> _What the exercise asks_
What lines of the data include the string "NotificationData"? Copy them all.

> _The input_

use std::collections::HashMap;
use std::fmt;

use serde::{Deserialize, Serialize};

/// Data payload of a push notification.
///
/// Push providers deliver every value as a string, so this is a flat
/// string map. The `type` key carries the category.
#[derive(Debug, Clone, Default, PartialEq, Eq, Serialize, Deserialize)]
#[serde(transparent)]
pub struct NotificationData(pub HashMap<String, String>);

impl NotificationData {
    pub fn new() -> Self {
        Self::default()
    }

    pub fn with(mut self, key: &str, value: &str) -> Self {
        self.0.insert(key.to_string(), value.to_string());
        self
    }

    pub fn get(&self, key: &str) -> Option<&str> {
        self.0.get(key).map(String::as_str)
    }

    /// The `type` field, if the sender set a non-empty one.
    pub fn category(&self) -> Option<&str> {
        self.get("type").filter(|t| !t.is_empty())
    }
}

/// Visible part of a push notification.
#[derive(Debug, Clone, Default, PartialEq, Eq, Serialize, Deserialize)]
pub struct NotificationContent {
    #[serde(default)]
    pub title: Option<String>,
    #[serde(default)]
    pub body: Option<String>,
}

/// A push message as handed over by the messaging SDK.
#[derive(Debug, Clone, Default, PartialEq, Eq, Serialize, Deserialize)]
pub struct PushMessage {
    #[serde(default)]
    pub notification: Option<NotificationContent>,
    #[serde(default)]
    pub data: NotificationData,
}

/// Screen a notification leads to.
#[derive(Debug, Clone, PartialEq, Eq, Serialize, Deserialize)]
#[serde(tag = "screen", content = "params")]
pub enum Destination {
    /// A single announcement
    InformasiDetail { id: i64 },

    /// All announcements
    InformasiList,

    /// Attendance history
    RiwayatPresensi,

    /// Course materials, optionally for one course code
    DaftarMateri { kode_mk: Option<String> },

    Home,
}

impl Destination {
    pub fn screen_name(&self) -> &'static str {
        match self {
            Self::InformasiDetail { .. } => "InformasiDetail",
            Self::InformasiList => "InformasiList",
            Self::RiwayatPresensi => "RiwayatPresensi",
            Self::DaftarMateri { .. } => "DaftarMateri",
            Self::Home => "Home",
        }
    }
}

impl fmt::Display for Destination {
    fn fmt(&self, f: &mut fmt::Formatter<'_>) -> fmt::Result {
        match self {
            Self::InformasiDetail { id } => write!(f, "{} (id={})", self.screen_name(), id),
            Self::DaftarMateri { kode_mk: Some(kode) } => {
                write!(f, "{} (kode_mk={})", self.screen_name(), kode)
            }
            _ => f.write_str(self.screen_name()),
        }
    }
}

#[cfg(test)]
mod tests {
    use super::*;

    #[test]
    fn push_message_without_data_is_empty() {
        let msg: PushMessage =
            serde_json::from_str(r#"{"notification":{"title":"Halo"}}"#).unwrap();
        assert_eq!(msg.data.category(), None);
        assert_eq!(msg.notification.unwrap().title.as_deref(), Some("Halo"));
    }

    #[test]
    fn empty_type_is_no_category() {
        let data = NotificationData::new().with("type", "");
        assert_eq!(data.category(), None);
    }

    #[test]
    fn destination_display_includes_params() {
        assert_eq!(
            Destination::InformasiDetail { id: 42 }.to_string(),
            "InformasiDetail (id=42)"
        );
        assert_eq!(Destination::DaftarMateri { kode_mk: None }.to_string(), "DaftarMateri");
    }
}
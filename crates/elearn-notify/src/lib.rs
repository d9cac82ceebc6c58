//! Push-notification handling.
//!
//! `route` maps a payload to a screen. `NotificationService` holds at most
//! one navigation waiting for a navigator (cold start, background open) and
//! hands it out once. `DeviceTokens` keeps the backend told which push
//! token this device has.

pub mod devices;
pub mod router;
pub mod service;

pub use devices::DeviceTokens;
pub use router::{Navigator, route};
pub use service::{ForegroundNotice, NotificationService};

> _Result for this task_
pub struct NotificationData(pub HashMap<String, String>);
impl NotificationData {
    pub data: NotificationData,
        let data = NotificationData::new().with("type", "");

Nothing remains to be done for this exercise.